Resurrecting a dead thread here...

We have several newer CNC machines and one old multicam which I converted to mach 3 when the factory controller electronics crapped out.  As we use it less and less, we have decided to make it a print/cut only machine.  We already do this successfully on routed substrates in conjunction with our flatbed printer with very accurate results.  We have print/cut thousands of dibond boards by just dropping them on the bed and using the stops we machined in as fences to align the board.  Fast, easy and accurate. 

I just purchased a Donek drag knife and want to start cutting our roll substrates on the machine.  When un-mounted, the distortion is fairly linear over a distance of less than 12 feet (our bed is 5'x10' anyways).  So the stretch and rotate work arounds that already exist will work just fine.  What we really want to do is automate the registration mark detection vs using a web cam or pointer.

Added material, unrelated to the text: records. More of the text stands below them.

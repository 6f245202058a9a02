//! Calendar event detection
//!
//! Three event classes can trigger FOCUS promotion, all with a ±1 day
//! window around the evaluation date:
//!
//! - earnings announcements (provider earnings calendar)
//! - macro releases: CPI and NFP (FRED release dates)
//! - FOMC meetings (hardcoded annual schedule)

use async_trait::async_trait;
use chrono::{Days, NaiveDate};
use serde::{Deserialize, Serialize};

use crate::error::Result;

/// FRED release id for the Consumer Price Index
pub const FRED_CPI_RELEASE_ID: u32 = 10;
/// FRED release id for Employment Situation (non-farm payrolls)
pub const FRED_NFP_RELEASE_ID: u32 = 50;

/// Default event window: ±1 day
pub const DEFAULT_EVENT_WINDOW_DAYS: i64 = 1;

// FOMC meeting dates, maintained annually
const FOMC_DATES: [(i32, u32, u32); 16] = [
    (2025, 1, 29),
    (2025, 3, 19),
    (2025, 5, 7),
    (2025, 6, 18),
    (2025, 7, 30),
    (2025, 9, 17),
    (2025, 10, 29),
    (2025, 12, 10),
    (2026, 1, 28),
    (2026, 3, 18),
    (2026, 4, 29),
    (2026, 6, 17),
    (2026, 7, 29),
    (2026, 9, 16),
    (2026, 10, 28),
    (2026, 12, 16),
];

#[derive(Debug, Clone, Copy, PartialEq, Eq, Serialize, Deserialize)]
#[serde(rename_all = "snake_case")]
pub enum EventType {
    Earnings,
    /// CPI, NFP, FOMC — market-wide, no single ticker
    Macro,
}

/// A single calendar event that may trigger FOCUS promotion
#[derive(Debug, Clone, PartialEq, Serialize, Deserialize)]
pub struct EventEntry {
    pub event_type: EventType,
    pub event_date: NaiveDate,
    /// None for macro events
    pub ticker: Option<String>,
    pub description: String,
}

/// An earnings calendar row as reported by a calendar source
#[derive(Debug, Clone, PartialEq)]
pub struct EarningsRow {
    pub symbol: String,
    pub date: NaiveDate,
}

/// Source of earnings and macro release calendars
#[async_trait]
pub trait CalendarSource: Send + Sync {
    async fn earnings_calendar(
        &self,
        from: NaiveDate,
        to: NaiveDate,
    ) -> Result<Vec<EarningsRow>>;

    /// Upcoming and recent release dates for a FRED release id
    async fn release_dates(&self, release_id: u32) -> Result<Vec<NaiveDate>>;
}

fn within_window(target: NaiveDate, event: NaiveDate, window_days: i64) -> bool {
    (event - target).num_days().abs() <= window_days
}

/// The earnings calendar covers global listings; keep US-listed symbols
/// only. Skipped: international exchange suffixes (".BO", ".NS"),
/// numeric Asian tickers ("0941"), and 5-char OTC symbols ending in F
/// (foreign ordinaries) or Y (unsponsored ADRs).
fn is_us_listed(symbol: &str) -> bool {
    if symbol.contains('.') {
        return false;
    }
    if symbol.chars().next().is_some_and(|c| c.is_ascii_digit()) {
        return false;
    }
    if symbol.len() == 5 && (symbol.ends_with('F') || symbol.ends_with('Y')) {
        return false;
    }
    true
}

/// Fetch earnings events within ±window of the target date.
///
/// A source failure is logged and returns no events, never an error.
pub async fn fetch_earnings_events(
    source: &dyn CalendarSource,
    target: NaiveDate,
    window_days: i64,
) -> Vec<EventEntry> {
    let from = target - Days::new(window_days as u64);
    let to = target + Days::new(window_days as u64);

    let calendar = match source.earnings_calendar(from, to).await {
        Ok(calendar) => calendar,
        Err(e) => {
            log::warn!("failed to fetch earnings calendar: {e}");
            return Vec::new();
        }
    };

    let total = calendar.len();
    let events: Vec<EventEntry> = calendar
        .into_iter()
        .filter(|row| !row.symbol.is_empty() && is_us_listed(&row.symbol))
        .map(|row| EventEntry {
            event_type: EventType::Earnings,
            event_date: row.date,
            description: format!("Earnings on {}", row.date),
            ticker: Some(row.symbol.to_uppercase()),
        })
        .collect();

    log::info!(
        "earnings events in [{}, {}]: {} US tickers ({} filtered)",
        from,
        to,
        events.len(),
        total - events.len()
    );
    events
}

/// Fetch CPI and NFP release events within ±window of the target date.
///
/// Pass `None` to skip macro events entirely (graceful degradation
/// when no FRED access is configured). A failing release id is logged
/// and skipped; the other still contributes.
pub async fn fetch_macro_events(
    source: Option<&dyn CalendarSource>,
    target: NaiveDate,
    window_days: i64,
) -> Vec<EventEntry> {
    let Some(source) = source else {
        log::debug!("no macro calendar source, skipping macro events");
        return Vec::new();
    };

    let mut events = Vec::new();
    for (release_id, label) in [
        (FRED_CPI_RELEASE_ID, "CPI"),
        (FRED_NFP_RELEASE_ID, "NFP"),
    ] {
        let dates = match source.release_dates(release_id).await {
            Ok(dates) => dates,
            Err(e) => {
                log::warn!("failed to fetch {label} release dates: {e}");
                continue;
            }
        };

        for release_date in dates {
            if within_window(target, release_date, window_days) {
                events.push(EventEntry {
                    event_type: EventType::Macro,
                    event_date: release_date,
                    ticker: None,
                    description: format!("{label} release on {release_date}"),
                });
            }
        }
    }

    log::info!("macro events near {target}: {}", events.len());
    events
}

/// FOMC meetings within ±window of the target date. Pure function over
/// the hardcoded schedule.
pub fn fomc_events(target: NaiveDate, window_days: i64) -> Vec<EventEntry> {
    FOMC_DATES
        .iter()
        .filter_map(|&(y, m, d)| NaiveDate::from_ymd_opt(y, m, d))
        .filter(|&meeting| within_window(target, meeting, window_days))
        .map(|meeting| EventEntry {
            event_type: EventType::Macro,
            event_date: meeting,
            ticker: None,
            description: format!("FOMC meeting on {meeting}"),
        })
        .collect()
}

/// All event types combined: earnings, CPI/NFP, FOMC
pub async fn fetch_all_events(
    earnings_source: &dyn CalendarSource,
    macro_source: Option<&dyn CalendarSource>,
    target: NaiveDate,
    window_days: i64,
) -> Vec<EventEntry> {
    let earnings = fetch_earnings_events(earnings_source, target, window_days).await;
    let macro_releases = fetch_macro_events(macro_source, target, window_days).await;
    let fomc = fomc_events(target, window_days);

    log::info!(
        "events near {target}: {} (earnings={}, macro={}, fomc={})",
        earnings.len() + macro_releases.len() + fomc.len(),
        earnings.len(),
        macro_releases.len(),
        fomc.len()
    );

    let mut all = earnings;
    all.extend(macro_releases);
    all.extend(fomc);
    all
}

#[cfg(test)]
mod tests {
    use super::*;
    use crate::error::Error;

    fn ymd(y: i32, m: u32, d: u32) -> NaiveDate {
        NaiveDate::from_ymd_opt(y, m, d).unwrap()
    }

    #[test]
    fn test_within_window() {
        let target = ymd(2025, 6, 18);
        assert!(within_window(target, ymd(2025, 6, 17), 1));
        assert!(within_window(target, ymd(2025, 6, 18), 1));
        assert!(within_window(target, ymd(2025, 6, 19), 1));
        assert!(!within_window(target, ymd(2025, 6, 20), 1));
        assert!(!within_window(target, ymd(2025, 6, 16), 1));
    }

    #[test]
    fn test_us_listing_filter() {
        assert!(is_us_listed("AAPL"));
        assert!(is_us_listed("F"));
        assert!(is_us_listed("BRKB"));
        assert!(!is_us_listed("RELIANCE.NS"));
        assert!(!is_us_listed("0941"));
        assert!(!is_us_listed("AKEMF"));
        assert!(!is_us_listed("BCNAY"));
        // 5-char ending in neither F nor Y stays
        assert!(is_us_listed("GOOGL"));
    }

    #[test]
    fn test_fomc_events_window() {
        // June 2025 meeting: 2025-06-18
        let hits = fomc_events(ymd(2025, 6, 17), 1);
        assert_eq!(hits.len(), 1);
        assert_eq!(hits[0].event_date, ymd(2025, 6, 18));
        assert_eq!(hits[0].event_type, EventType::Macro);
        assert_eq!(hits[0].ticker, None);
        assert!(hits[0].description.contains("FOMC meeting on 2025-06-18"));

        assert!(fomc_events(ymd(2025, 6, 10), 1).is_empty());
    }

    struct StubCalendar {
        earnings: Vec<EarningsRow>,
        cpi_dates: Vec<NaiveDate>,
        fail_nfp: bool,
    }

    #[async_trait]
    impl CalendarSource for StubCalendar {
        async fn earnings_calendar(
            &self,
            _from: NaiveDate,
            _to: NaiveDate,
        ) -> Result<Vec<EarningsRow>> {
            Ok(self.earnings.clone())
        }

        async fn release_dates(&self, release_id: u32) -> Result<Vec<NaiveDate>> {
            if release_id == FRED_NFP_RELEASE_ID && self.fail_nfp {
                return Err(Error::CalendarSource("rate limited".to_string()));
            }
            Ok(self.cpi_dates.clone())
        }
    }

    #[tokio::test]
    async fn test_earnings_events_filter_non_us() {
        let source = StubCalendar {
            earnings: vec![
                EarningsRow {
                    symbol: "nvda".to_string(),
                    date: ymd(2025, 2, 26),
                },
                EarningsRow {
                    symbol: "RELIANCE.NS".to_string(),
                    date: ymd(2025, 2, 26),
                },
                EarningsRow {
                    symbol: "AKEMF".to_string(),
                    date: ymd(2025, 2, 25),
                },
            ],
            cpi_dates: Vec::new(),
            fail_nfp: false,
        };

        let events = fetch_earnings_events(&source, ymd(2025, 2, 26), 1).await;
        assert_eq!(events.len(), 1);
        assert_eq!(events[0].ticker.as_deref(), Some("NVDA"));
        assert_eq!(events[0].description, "Earnings on 2025-02-26");
    }

    #[tokio::test]
    async fn test_macro_events_survive_partial_failure() {
        let source = StubCalendar {
            earnings: Vec::new(),
            cpi_dates: vec![ymd(2025, 3, 12), ymd(2025, 4, 10)],
            fail_nfp: true,
        };

        // NFP fails; CPI on 2025-03-12 is within ±1 of 2025-03-11
        let events = fetch_macro_events(Some(&source), ymd(2025, 3, 11), 1).await;
        assert_eq!(events.len(), 1);
        assert!(events[0].description.contains("CPI release on 2025-03-12"));
    }

    #[tokio::test]
    async fn test_macro_events_skip_without_source() {
        assert!(fetch_macro_events(None, ymd(2025, 3, 11), 1).await.is_empty());
    }
}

Like the OP, we have a Mimaki vinyl cutter with registration mark detection which works very well.  The system works like this:  It has a light/dark edge detecting camera/sensor and two "L" shaped marks of between 10mm and 40mm long and 1-3mm wide are printed at the corners of the print.  Mind you, all this system does is address skew (rotation) and stretch.  The operator positions the sensor in the corner of the L and begins the automatic routine.  The camera scans approximately 80mm left and upon hitting the edge of the line, returns to its starting point and then travels 80mm up to find the horizontal line.  This gives the machine an origin corner so to speak.  It then travels along the X axis until it hits the edge of the next horizontal line for the upper corner mark.  It relies on the marks length and the operator loading the media vaguely straight to insure that it intercepts it.  If the media is too skewed, it will miss the mark and fail, but you have to be incredibly lazy to load it that far off.  Upon finding the horizontal edge, it advances a few mm forward and then finds the vertical edge and thus is able to divine the top corner inline with its new found origin corner (confusing I know, but when you see it it is simple).  It returns to the first corner and runs the same routine on the y axis.  Ultimately, by finding the coordinates of the 3 outer corners of the file, it can calculate linear stretch and skew and the job begins.  This system is pretty bullet proof.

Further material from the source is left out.